Julia Kerninon, itinéraire d'une jeune cheffe


"Sauvage", sixième roman de Julia Kerninon, est comme tous ses livres une histoire de transmission. Itinéraire d'une jeune femme qui s'empare des secrets de cuisine de son père. Que s'élance la ronde des spécialités au lait de bufflonne, agneau de lait à la romaine, sur un air de Puccini! Oui mais pas seulement, ce serait mal connaître l'écrivaine: loin d'une simple romance culinaire, Sauvage nous projette à nouveau dans l'univers à haute intensité émotionnelle de Julia Kerninon, aussi sensuel d'âpre, aussi subtil qu'ancré dans un goût pour les gestes archaïques et la dimension pulsionnelle de toute création. 

Et dès la première page, nous voici accrochés par ce ton incisif, tranchant, sans compromis, cette voix sans pareille, qui ne s'en laisse pas compter pour arracher à l'univers masculin sa propre liberté. 

La cuisine, un art total

A quinze ans, Ottavia décide d'hériter du talent culinaire de son père, qui lui lègue ses instruments. Ottavia apprend passionnément, décidée à inventer la recette de sa propre vie, au mépris de la vie de famille, au mépris du risque. Elle découvre la "cuisine d'aventurier" de l'apprenti Cassio, et avec lui fait ses premières armes à Rome: "Ses plats montraient les dents, les miens se roulaient dans le foin en murmurant. Mes plats pépiaient, les siens feulaient."

Si la cuisine est un art total où toute la vie est engagée, où tout se mêle, goût, travail, amour, alors Sauvage est sa Saison en enfer. Dans cette histoire de savoir-faire et de secrets conquis par une jeune cheffe, la rencontre amoureuse va de pair avec le coup de foudre gastronomique.

Tous deux se mêlent dans un lyrisme où Ottavia, tendue comme un arc, chante le poème charnel de son ambition: "… je veux te faire le caramel dur qui colle au fond des cuivres et blesse les mains, je veux te faire ce que le printemps fait aux cerisiers…"

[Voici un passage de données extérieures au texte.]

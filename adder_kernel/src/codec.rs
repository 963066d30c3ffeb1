//! Adder Kernel v1: Binary Codec
//!
//! Text → host integer → bit sequence, and back.
//!
//! Unsigned encoding is the plain magnitude (zero is the empty sequence).
//! Signed encoding prepends a 0 sign placeholder to the magnitude and
//! negates the whole sequence for negative values, so zero is `0`.

use std::num::IntErrorKind;

use tracing::debug;

use crate::domain::{AdderConfig, Bit, BitSeq, Mode};
use crate::error::{AdderError, AdderResult};
use crate::signed::twos_complement;

/// Largest integer the host represents exactly: `2^53 - 1`.
pub const MAX_SAFE_INTEGER: i64 = (1 << 53) - 1;

/// Smallest integer the host represents exactly: `-(2^53 - 1)`.
pub const MIN_SAFE_INTEGER: i64 = -MAX_SAFE_INTEGER;

// ---------------------------------------------------------------------------
// Parsing and validation
// ---------------------------------------------------------------------------

/// Parse a base-10 token and check it against the configured range.
///
/// Surrounding whitespace is ignored; one leading `+` or `-` is accepted.
/// A well-formed numeral too large for `i64` is a range error, not a
/// parse error.
pub fn parse_integer(text: &str, config: &AdderConfig) -> AdderResult<i64> {
    let token = text.trim();
    let value = token.parse::<i64>().map_err(|e| match e.kind() {
        IntErrorKind::PosOverflow | IntErrorKind::NegOverflow => {
            let (min, max) = config.effective_bounds();
            AdderError::Range {
                value: token.to_string(),
                min,
                max,
            }
        }
        _ => AdderError::Parse {
            input: text.to_string(),
        },
    })?;
    check_range(value, config)?;
    Ok(value)
}

/// Reject values outside the configured range (clamped to the mode's limits).
pub fn check_range(value: i64, config: &AdderConfig) -> AdderResult<()> {
    let (min, max) = config.effective_bounds();
    if value < min || value > max {
        return Err(AdderError::Range {
            value: value.to_string(),
            min,
            max,
        });
    }
    Ok(())
}

// ---------------------------------------------------------------------------
// Encoder
// ---------------------------------------------------------------------------

/// Validate `value` and encode it in the configured mode.
pub fn encode(value: i64, config: &AdderConfig) -> AdderResult<BitSeq> {
    check_range(value, config)?;
    let bits = match config.mode {
        Mode::Unsigned => encode_unsigned(value.unsigned_abs()),
        Mode::Signed => encode_signed(value),
    };
    debug!(value, mode = %config.mode, bits = %bits, "encoded operand");
    Ok(bits)
}

/// Parse, validate and encode a text token.
pub fn encode_text(text: &str, config: &AdderConfig) -> AdderResult<(i64, BitSeq)> {
    let value = parse_integer(text, config)?;
    let bits = encode(value, config)?;
    Ok((value, bits))
}

/// Magnitude bits by repeated halving. Zero is the empty sequence.
pub fn encode_unsigned(magnitude: u64) -> BitSeq {
    let mut remainders = Vec::new();
    let mut rest = magnitude;
    while rest > 0 {
        remainders.push(Bit::from_bool(rest % 2 == 1));
        rest /= 2;
    }
    remainders.reverse();
    BitSeq::from(remainders)
}

/// Two's-complement bits: sign placeholder + magnitude, negated if negative.
pub fn encode_signed(value: i64) -> BitSeq {
    let unsigned = encode_unsigned(value.unsigned_abs()).with_leading(Bit::Zero, 1);
    if value < 0 {
        twos_complement(&unsigned)
    } else {
        unsigned
    }
}

// ---------------------------------------------------------------------------
// Decoder
// ---------------------------------------------------------------------------

/// Base-2 value of the sequence, most-significant bit first.
///
/// Sequences longer than 63 bits wrap; the kernel never produces one.
pub fn decode(bits: &BitSeq) -> i64 {
    bits.iter()
        .fold(0i64, |acc, bit| acc.wrapping_mul(2).wrapping_add(i64::from(bit.as_u8())))
}

/// Decode a magnitude whose sign the caller has already separated out.
pub fn decode_signed(magnitude: &BitSeq, negative: bool) -> i64 {
    let value = decode(magnitude);
    if negative {
        -value
    } else {
        value
    }
}
#![forbid(unsafe_code)]

//! Adder Runtime v1
//!
//! Console, configuration, reports and verification around the
//! gate-level adder kernel.
//!
//! No arithmetic lives here: every sum is delegated to the kernel.

pub mod config;
pub mod console;
pub mod error;
pub mod report;
pub mod verify;

pub use error::{RuntimeError, RuntimeResult};
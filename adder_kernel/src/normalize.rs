//! Adder Kernel v1: Bit-Length Normalization
//!
//! Widens sequences on their most-significant side. Never narrows:
//! a sequence already at (or past) the target length comes back unchanged.

use tracing::debug;

use crate::domain::{Bit, BitSeq, Mode};

/// Pad with 0 bits up to `len` (unsigned mode).
pub fn zero_extend(bits: &BitSeq, len: usize) -> BitSeq {
    pad(bits, len, Bit::Zero)
}

/// Pad with copies of the sign bit up to `len` (signed mode).
///
/// An empty sequence has no sign bit and is padded as zero.
pub fn sign_extend(bits: &BitSeq, len: usize) -> BitSeq {
    pad(bits, len, bits.sign().unwrap_or(Bit::Zero))
}

/// Extend with the padding policy of `mode`.
pub fn extend(mode: Mode, bits: &BitSeq, len: usize) -> BitSeq {
    match mode {
        Mode::Unsigned => zero_extend(bits, len),
        Mode::Signed => sign_extend(bits, len),
    }
}

/// Align two sequences to the longer of the two lengths.
pub fn normalize(mode: Mode, a: &BitSeq, b: &BitSeq) -> (BitSeq, BitSeq) {
    let len = a.len().max(b.len());
    (extend(mode, a, len), extend(mode, b, len))
}

fn pad(bits: &BitSeq, len: usize, fill: Bit) -> BitSeq {
    let diff = len.saturating_sub(bits.len());
    if diff == 0 {
        return bits.clone();
    }
    let out = bits.with_leading(fill, diff);
    debug!(from = bits.len(), to = out.len(), fill = %fill, "extended bit length");
    out
}
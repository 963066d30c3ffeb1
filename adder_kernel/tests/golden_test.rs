//! Golden fixture test: replays the frozen addition cases and asserts
//! every intermediate sequence matches the recorded value.
//!
//! Fixtures live in tests/golden/cases.json. A failure here means the
//! gate-level behaviour or the canonical serialization changed.

use std::fs;
use std::path::PathBuf;

use adder_kernel::hashing::canonical_hash;
use adder_kernel::{Adder, AdderConfig, Mode, KERNEL_VERSION};
use serde::Deserialize;

#[derive(Debug, Deserialize)]
struct GoldenCase {
    mode: Mode,
    input1: String,
    input2: String,
    left: String,
    right: String,
    width: usize,
    raw_sum: String,
    bits: String,
    value: i64,
    truncated: bool,
    overflow: bool,
    /// Canonical hash of the result under the current KERNEL_VERSION.
    digest: String,
}

fn load_cases() -> Vec<GoldenCase> {
    let path = PathBuf::from(env!("CARGO_MANIFEST_DIR"))
        .join("tests")
        .join("golden")
        .join("cases.json");
    let data = fs::read_to_string(&path)
        .unwrap_or_else(|e| panic!("Failed to read {}: {}", path.display(), e));
    serde_json::from_str(&data).expect("Failed to parse golden cases JSON")
}

#[test]
fn golden_cases_match() {
    let cases = load_cases();
    assert!(!cases.is_empty(), "no golden cases loaded");

    for case in &cases {
        let adder = Adder::new(AdderConfig::for_mode(case.mode));
        let r = adder
            .add_text(&case.input1, &case.input2)
            .unwrap_or_else(|e| panic!("{:?}: unexpected error {}", case, e));

        let ctx = format!("{} {} + {}", case.mode, case.input1, case.input2);
        assert_eq!(r.operands[0].bits.to_string(), case.left, "{}: left operand", ctx);
        assert_eq!(r.operands[1].bits.to_string(), case.right, "{}: right operand", ctx);
        assert_eq!(r.width, case.width, "{}: width", ctx);
        assert_eq!(r.raw_sum.to_string(), case.raw_sum, "{}: raw sum", ctx);
        assert_eq!(r.bits.to_string(), case.bits, "{}: result bits", ctx);
        assert_eq!(r.value, case.value, "{}: value", ctx);
        assert_eq!(r.truncated, case.truncated, "{}: truncated", ctx);
        assert_eq!(r.overflow, case.overflow, "{}: overflow", ctx);
    }
}

#[test]
fn golden_cases_without_overflow_are_exact() {
    for case in load_cases().iter().filter(|c| !c.overflow) {
        let x: i64 = case.input1.parse().unwrap();
        let y: i64 = case.input2.parse().unwrap();
        assert_eq!(case.value, x + y, "{} {} + {}", case.mode, x, y);
    }
}

#[test]
fn golden_digests_are_pinned() {
    for case in &load_cases() {
        let adder = Adder::new(AdderConfig::for_mode(case.mode));
        let hash = canonical_hash(&adder.add_text(&case.input1, &case.input2).unwrap());
        assert_eq!(
            hash, case.digest,
            "GOLDEN HASH MISMATCH: {} {} + {}\n\
             Canonical output changed; bump KERNEL_VERSION and regenerate the fixtures.",
            case.mode, case.input1, case.input2
        );
    }
}

#[test]
fn golden_hashes_are_deterministic() {
    for case in &load_cases() {
        let adder = Adder::new(AdderConfig::for_mode(case.mode));
        let h1 = canonical_hash(&adder.add_text(&case.input1, &case.input2).unwrap());
        let h2 = canonical_hash(&adder.add_text(&case.input1, &case.input2).unwrap());
        assert_eq!(
            h1, h2,
            "DETERMINISM FAILURE: {} {} + {}\nRun 1: {}\nRun 2: {}",
            case.mode, case.input1, case.input2, h1, h2
        );
    }
}

#[test]
fn kernel_version_is_one() {
    assert_eq!(KERNEL_VERSION, 1, "KERNEL_VERSION must be 1 until canonical output changes");
}
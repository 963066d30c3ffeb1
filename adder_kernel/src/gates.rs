//! Adder Kernel v1: Bit Gates
//!
//! Single-bit combinational gates. Total over {0,1}, no side effects.

use crate::domain::Bit;

/// 1 iff exactly one input is 1.
pub fn xor(a: Bit, b: Bit) -> Bit {
    Bit::from_bool(a != b)
}

/// 1 iff both inputs are 1.
pub fn and(a: Bit, b: Bit) -> Bit {
    Bit::from_bool(a.is_set() && b.is_set())
}

/// 1 iff at least one input is 1.
pub fn or(a: Bit, b: Bit) -> Bit {
    Bit::from_bool(a.is_set() || b.is_set())
}

/// Inverter, used by two's-complement negation.
pub fn not(a: Bit) -> Bit {
    Bit::from_bool(!a.is_set())
}
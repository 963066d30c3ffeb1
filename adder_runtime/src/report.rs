//! Report codec: addition result + configuration + digest as JSON.
//!
//! - `build_report`:  AdditionResult → Report (digest from canonical hash)
//! - `encode_report` / `decode_report`: Report ↔ JSON string (strict)
//! - `restore_report`: decode + verification against the kernel
//! - `export_report_to_file` / `import_report_from_file`: file I/O

use std::fs;
use std::path::Path;

use adder_kernel::hashing::canonical_hash;
use adder_kernel::{Adder, AdderConfig, AdditionResult, KERNEL_VERSION};
use serde::{Deserialize, Serialize};

use crate::error::{RuntimeError, RuntimeResult};
use crate::verify::verify_report;

/// Self-describing record of one addition.
#[derive(Debug, Clone, PartialEq, Eq, Serialize, Deserialize)]
#[serde(deny_unknown_fields)]
pub struct Report {
    pub kernel_version: u32,
    pub config: AdderConfig,
    pub result: AdditionResult,
    /// Canonical hash of `result`, lowercase hex.
    pub digest: String,
}

pub fn build_report(adder: &Adder, result: AdditionResult) -> Report {
    Report {
        kernel_version: KERNEL_VERSION,
        config: *adder.config(),
        digest: canonical_hash(&result),
        result,
    }
}

// ---------------------------------------------------------------------------
// Encoder / decoder
// ---------------------------------------------------------------------------

/// Pretty-printed JSON. Field order follows the struct definitions.
pub fn encode_report(report: &Report) -> RuntimeResult<String> {
    serde_json::to_string_pretty(report).map_err(|e| RuntimeError::Serialization(e.to_string()))
}

/// Strict decode: unknown or missing fields fail. No verification; use
/// `restore_report` for reports from untrusted sources.
pub fn decode_report(json: &str) -> RuntimeResult<Report> {
    serde_json::from_str::<Report>(json).map_err(|e| RuntimeError::Deserialization(e.to_string()))
}

/// Decode and re-run the addition to prove the report is genuine.
pub fn restore_report(json: &str) -> RuntimeResult<Report> {
    let report = decode_report(json)?;
    verify_report(&report)?;
    Ok(report)
}

// ---------------------------------------------------------------------------
// File I/O
// ---------------------------------------------------------------------------

/// Write a report, creating parent directories if needed.
pub fn export_report_to_file(report: &Report, path: &Path) -> RuntimeResult<()> {
    let json = encode_report(report)?;
    if let Some(parent) = path.parent() {
        fs::create_dir_all(parent)?;
    }
    fs::write(path, json.as_bytes())?;
    Ok(())
}

/// Read, decode and verify a report file.
pub fn import_report_from_file(path: &Path) -> RuntimeResult<Report> {
    let content = fs::read_to_string(path)?;
    restore_report(&content)
}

Des enfants naissent, et la rêverie des douceurs qui s'étire comme un poème dans les pensées d'Ottavia: "des spaghettis au miel et du pavot, peut-être des fleurs de géranium, des haricots noirs, de la glace pilée, des sardines, quelle beauté."

En effet, quelle beauté. Et rien ne fera dévier la jeune Romaine, pas même le retour du mystérieux français aux yeux mordorés, qui lui parle de ne plus travailler, de s'effacer dans le rôle de mère au foyer. Mais le compagnon n'est pas l'ennemi intime, et l'écrivaine offre aux amants d'Ottavia de magnifiques portraits et des dialogues de haut vol.

Ce roman a aussi son côté "arty" et aime montrer les marques d'un compagnonnage avec des expressions contemporaines, souvent citées: performance de Marina Abramamovic, oeuvre vidéo de Jon Rafman. Histoire de se connecter au flux d'adrénaline qui traverse les œuvres amies, les images de notre temps, Julia Kerninon projette les siennes, les plus sauvages.

Une façon de sortir du périmètre réservé aux femmes qui écrivent, pour citer Elena Ferrante: "on attribue encore aux femmes le balcon d'où elles peuvent contempler la vie qui passe, afin de la raconter ensuite avec des paroles immanquablement fragiles et délicates." Tant par les paroles que par le propos, Julia a bondi en dehors du cercle de la littérature d'émotion pour prendre son rôle, et changer notre vision du monde.

Sauvage, de Julia Kerninon. L'Iconoclaste, 300 p., 20,90€. Numérique 16€.